« Archi et BD. La ville dessinée » est une incontestable réussite, et
une mine d’informations, de corrélations, d’échanges factuels et
symboliques. Non que les dessinateurs de BD aient inventé la ville, ils
l’ont parfois préfigurée de façon signifiante (ainsi des villes sous-
marines de Jacques Rougerie, que l’on trouve en BD bien avant que le
maître français de l’architecture maritime n’en mette en chantier, de
façon concrète). Non plus que les architectes aient copié ne varietur
leurs bâtiments en s’inspirant directement de tel ou tel « bandeau »

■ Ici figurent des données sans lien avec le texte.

// ============================================================================
// Rules
// ============================================================================

/// Every data value must be held by the entity.
fn all_of<'e>(
    definition_fqn: &str,
    values: &[DataValue<'_>],
    entities: &[(&'e str, EntityValues)],
) -> RuleOutcome<'e> {
    entities
        .iter()
        .map(|(entity_id, held)| {
            let held_count = held.under(definition_fqn).map_or(0, BTreeSet::len);
            // Too few values under this definition: no point looking each one up.
            let short = held_count < values.len();

            let failures: Vec<ValueFailure> = values
                .iter()
                .filter(|v| short || !held.holds(definition_fqn, &v.fqn))
                .map(|v| {
                    let message = format!(
                        "AllOf not satisfied for data attr {definition_fqn} with value {} and entity {entity_id}",
                        v.display()
                    );
                    warn!("{message}");
                    ValueFailure {
                        data_attribute: Some(v.value.clone()),
                        message,
                    }
                })
                .collect();

            (*entity_id, (failures.is_empty(), failures))
        })
        .collect()
}

/// At least one data value must be held by the entity.
fn any_of<'e>(
    definition_fqn: &str,
    values: &[DataValue<'_>],
    entities: &[(&'e str, EntityValues)],
) -> RuleOutcome<'e> {
    entities
        .iter()
        .map(|(entity_id, held)| {
            if values.iter().any(|v| held.holds(definition_fqn, &v.fqn)) {
                debug!(definition = %definition_fqn, entity_id, "anyOf satisfied");
                return (*entity_id, (true, Vec::new()));
            }

            warn!(definition = %definition_fqn, entity_id, "anyOf not satisfied");
            let failures = values
                .iter()
                .map(|v| ValueFailure {
                    data_attribute: Some(v.value.clone()),
                    message: format!(
                        "anyOf not satisfied for data attr {definition_fqn} with value {} and entity {entity_id}",
                        v.display()
                    ),
                })
                .collect();
            (*entity_id, (false, failures))
        })
        .collect()
}

/// Ranks of a hierarchy definition's ordered values. Index 0 is the highest rank.
struct Ranking {
    len: usize,
    by_fqn: HashMap<String, usize>,
    by_value: HashMap<String, usize>,
}

impl Ranking {
    fn new(definition: &AttributeDefinition) -> Result<Self> {
        let mut by_fqn = HashMap::with_capacity(definition.values.len());
        let mut by_value = HashMap::with_capacity(definition.values.len());
        for (idx, value) in definition.values.iter().enumerate() {
            let fqn = if value.fqn.is_empty() {
                build_fqn(&definition.namespace, &definition.name, &value.value)?
            } else {
                canonicalize(&value.fqn)
            };
            by_fqn.entry(fqn).or_insert(idx);
            if !value.value.is_empty() {
                by_value.entry(value.value.to_lowercase()).or_insert(idx);
            }
        }
        Ok(Self {
            len: definition.values.len(),
            by_fqn,
            by_value,
        })
    }

    fn of_data(&self, value: &DataValue<'_>) -> Option<usize> {
        self.by_fqn.get(&value.fqn).copied().or_else(|| {
            (!value.value.value.is_empty())
                .then(|| self.by_value.get(&value.value.value.to_lowercase()).copied())
                .flatten()
        })
    }

    /// Unknown entity values rank below everything in the definition.
    fn of_entity(&self, fqn: &str) -> usize {
        self.by_fqn.get(fqn).copied().unwrap_or(self.len + 1)
    }
}

/// The entity passes iff it holds at least one value under the definition and
/// none of its values rank below the highest-ranked data value.
fn hierarchy<'e>(
    definition: &AttributeDefinition,
    definition_fqn: &str,
    values: &[DataValue<'_>],
    entities: &[(&'e str, EntityValues)],
) -> Result<RuleOutcome<'e>> {
    let ranking = Ranking::new(definition)?;

    let highest = values
        .iter()
        .filter_map(|v| match ranking.of_data(v) {
            Some(rank) => Some((rank, v)),
            None => {
                warn!(value = %v.fqn, definition = %definition_fqn, "data value is not in the definition's ordered values; ignoring");
                None
            }
        })
        .min_by_key(|(rank, _)| *rank);

    match highest {
        Some((_, v)) => debug!(value = v.display(), "highest ranked hierarchy data value"),
        None => warn!(
            definition = %definition_fqn,
            "no data value matches the definition's values; all entities will be denied"
        ),
    }

    let outcome = entities
        .iter()
        .map(|(entity_id, held)| {
            let Some((data_rank, data_value)) = highest else {
                let message = format!(
                    "Hierarchy - No data values found exist in attribute definition, no hierarchy comparison possible, entity {entity_id} is denied"
                );
                warn!("{message}");
                return (
                    *entity_id,
                    (
                        false,
                        vec![ValueFailure {
                            data_attribute: None,
                            message,
                        }],
                    ),
                );
            };

            let passed = held.under(definition_fqn).is_some_and(|set| {
                !set.is_empty() && set.iter().all(|fqn| ranking.of_entity(fqn) <= data_rank)
            });
            if passed {
                return (*entity_id, (true, Vec::new()));
            }

            let message = format!(
                "Hierarchy - Entity: {entity_id} hierarchy values rank below data hierarchy value of {}",
                data_value.display()
            );
            warn!("{message}");
            (
                *entity_id,
                (
                    false,
                    vec![ValueFailure {
                        data_attribute: Some(data_value.value.clone()),
                        message,
                    }],
                ),
            )
        })
        .collect();

    Ok(outcome)
}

graphique trouvé dans la presse BD, même si la formidable liberté que
permet cette dernière, qui ne connaît pas les contraintes de l’usage et
de la fonctionnalité, n’a pu que les pousser à l’audace, et à forcer leur
inventivité. Effet de transfusion, en l’occurrence, où l’on regarde ce que
fait l’autre dans la perspective d’une relance, d’une dynamique de la
forme et de la réflexion. L’architecte Stéphane Maupin, de la sorte,
reconnaît avoir trouvé dans Spirou, en partie, son goût des
constructions ludiques – celles, en l’occurrence, élaborées par le
dessinateur Seron dans son album Les Petits hommes. Suite à la chute
d’une météorite sur la Terre, les hommes deviennent minuscules et
doivent tout reconstruire à leur échelle, dont une ville, que Seron pense
et planifie en authentique architecte, mais alors de papier, une
proposition mineure dont Maupin, quelques décennies plus tard, saura
se rappeler pour ses propres projets.
Le défaut de ce genre d’exposition, on le sait, est la surfocalisation. Et
sa conséquence la plus ordinaire, la survalorisation. Que le « Neuvième
Art » ait pu façonner la vision architecturale de la ville vingtiémiste,
personne n’en doute, et l’exposition en apporte maintes preuves
tangibles. Si l’on se souvient cependant que la naissance des comics et
celle du cinéma sont concomitantes, il est tentant de faire une
comparaison : qui, de la bande dessinée et du cinéma, a le plus inspiré
ou fait phosphorer les architectes ? Quelle Metropolis pour nourrir le
propos architectural, celle de Superman ou celle de M. le Maudit ? Ne
polémiquons pas. Rappelons seulement que la BD aura été pour
l’architecte ou l’urbaniste au travail, au XXe siècle, une inspiration parmi
d’autres, et non forcément la première en importance. Ce qui n’en rend
pas moins touchant, et juste, le musée Hergé qu’a livré à Louvain, l’an
passé, Christian de Portzampac : une construction caractéristique par
ses façades découpées comme les cases d’une bande dessinée. Un
hommage, un signe de respect, une manière humble et reconnaissante
aussi, pour l’architecte, de saluer le travail d’un maître.